The British anthropologist William Rivers,3 who worked as a psychoanalyst with officers returning from the trenches during World War I, said of this phenomenon that on such occasions, he functions like a “pipe.” Similarly, I find myself in the game of “the exquisite corpse” – “le jeu du cadaver exquis” – in which a paper is passed around, where everyone writes a sentence and folds the page before handing it to the next person. But here, so to speak, I am the paper which holds the impression of a word or thing. In the absence of a narrative that patients are at a loss to produce, they use me as their tool, in their attempt to tell a story.
Coincidences punctuate the moments of what could be called a “degree zero” of the encounter with the analyst, from which psychoanalysis may proceed.

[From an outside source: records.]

//! Handlers for the `/projects` resource.

use axum::extract::{Path, Query, State};
use axum::http::StatusCode;
use axum::Json;
use chrono::NaiveDate;
use serde::Deserialize;

use ladrillo_core::error::CoreError;
use ladrillo_core::project::{CreateProject, Project, ProjectStatus, UpdateProject};
use ladrillo_core::types::Id;
use ladrillo_db::ordering::{parse_ordering, Ordering};
use ladrillo_db::pagination::Page;
use ladrillo_db::repositories::project_repo::{ProjectFilter, ProjectOrder};
use ladrillo_db::services::ProjectService;

use crate::error::{AppError, AppResult};
use crate::state::AppState;

/// Query parameters accepted by `GET /projects`.
///
/// `name` and `address` are substring matches; `started_after` /
/// `started_before` bound the start date; `ordering` follows the
/// `field` / `-field` convention.
#[derive(Debug, Deserialize)]
pub struct ProjectListParams {
    pub name: Option<String>,
    pub address: Option<String>,
    pub status: Option<ProjectStatus>,
    pub started_after: Option<NaiveDate>,
    pub started_before: Option<NaiveDate>,
    pub ordering: Option<String>,
    pub limit: Option<i64>,
    pub offset: Option<i64>,
}

/// GET /api/v1/projects
pub async fn list(
    State(state): State<AppState>,
    Query(params): Query<ProjectListParams>,
) -> AppResult<Json<Vec<Project>>> {
    let order = match params.ordering.as_deref() {
        Some(raw) => parse_ordering::<ProjectOrder>(raw)
            .ok_or_else(|| AppError::BadRequest(format!("unsupported ordering '{raw}'")))?,
        None => Ordering::default(),
    };
    let filter = ProjectFilter {
        name: params.name,
        address: params.address,
        status: params.status,
        started_after: params.started_after,
        started_before: params.started_before,
    };
    let page = Page {
        limit: params.limit,
        offset: params.offset,
    };

    let projects = ProjectService::list(&state.pool, &filter, order, page).await?;
    Ok(Json(projects))
}

/// POST /api/v1/projects
pub async fn create(
    State(state): State<AppState>,
    Json(input): Json<CreateProject>,
) -> AppResult<(StatusCode, Json<Project>)> {
    let project = ProjectService::create(&state.pool, input).await?;
    Ok((StatusCode::CREATED, Json(project)))
}

/// GET /api/v1/projects/{id}
pub async fn get_by_id(
    State(state): State<AppState>,
    Path(id): Path<Id>,
) -> AppResult<Json<Project>> {
    let project = ProjectService::get(&state.pool, id)
        .await?
        .ok_or(AppError::Core(CoreError::NotFound {
            entity: "Project",
            id,
        }))?;
    Ok(Json(project))
}

/// PUT /api/v1/projects/{id} -- full replace.
pub async fn update(
    State(state): State<AppState>,
    Path(id): Path<Id>,
    Json(input): Json<CreateProject>,
) -> AppResult<Json<Project>> {
    let project = ProjectService::update(&state.pool, id, input).await?;
    Ok(Json(project))
}

/// PATCH /api/v1/projects/{id} -- only supplied keys overwrite.
pub async fn partial_update(
    State(state): State<AppState>,
    Path(id): Path<Id>,
    Json(patch): Json<UpdateProject>,
) -> AppResult<Json<Project>> {
    let project = ProjectService::partial_update(&state.pool, id, patch).await?;
    Ok(Json(project))
}

/// DELETE /api/v1/projects/{id} -- cascades to the project's units.
pub async fn delete(State(state): State<AppState>, Path(id): Path<Id>) -> AppResult<StatusCode> {
    let deleted = ProjectService::delete(&state.pool, id).await?;
    if deleted {
        Ok(StatusCode::NO_CONTENT)
    } else {
        Err(AppError::Core(CoreError::NotFound {
            entity: "Project",
            id,
        }))
    }
}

Is this the “objective chance” surrealists talked about? Hanged if I know! All I know is that the word “surrealism” was invented by Apollinaire, the poet “with a starry head,” wounded by a bullet in the trenches during World War I.
And so, when the patient and I – here, we could speak of Harry Sullivan’s concept of self, designating the space of our interaction – were talking about what I could possibly have in my head, something happened all at once: the coincidence of the American song, which produced a sudden encounter and put an abrupt end to the delusion, something that leaves one speechless.
In Lacanian terms, we can say that coincidences are an approach to the Real, described as “that which never stops not being written,” or the impossible-to-write. Lacan also says: “The Real is the impossible, it always returns to the same place.”4 Still, this impossible is not destiny.
Paradoxically, the absence of symbolic articulation leaves no void, but only a bottomless, compact pit filled with senseless productions, allowing no interplay. Coincidences create an unprecedented interval – uncanny, Unheimlich – which opens the possibility of an intermediary space, a time-space called ma or aida in Japanese, and a “potential space” in Winnicott’s writing.5 This time-space creates the possibility of otherness in the extreme solitude of madness, for which no Other answers – except a ruthless intruding agency.
In such a space, a chance encounter triggers an interference with a possible other. Our patients often ask us: “By what chance did I meet you?”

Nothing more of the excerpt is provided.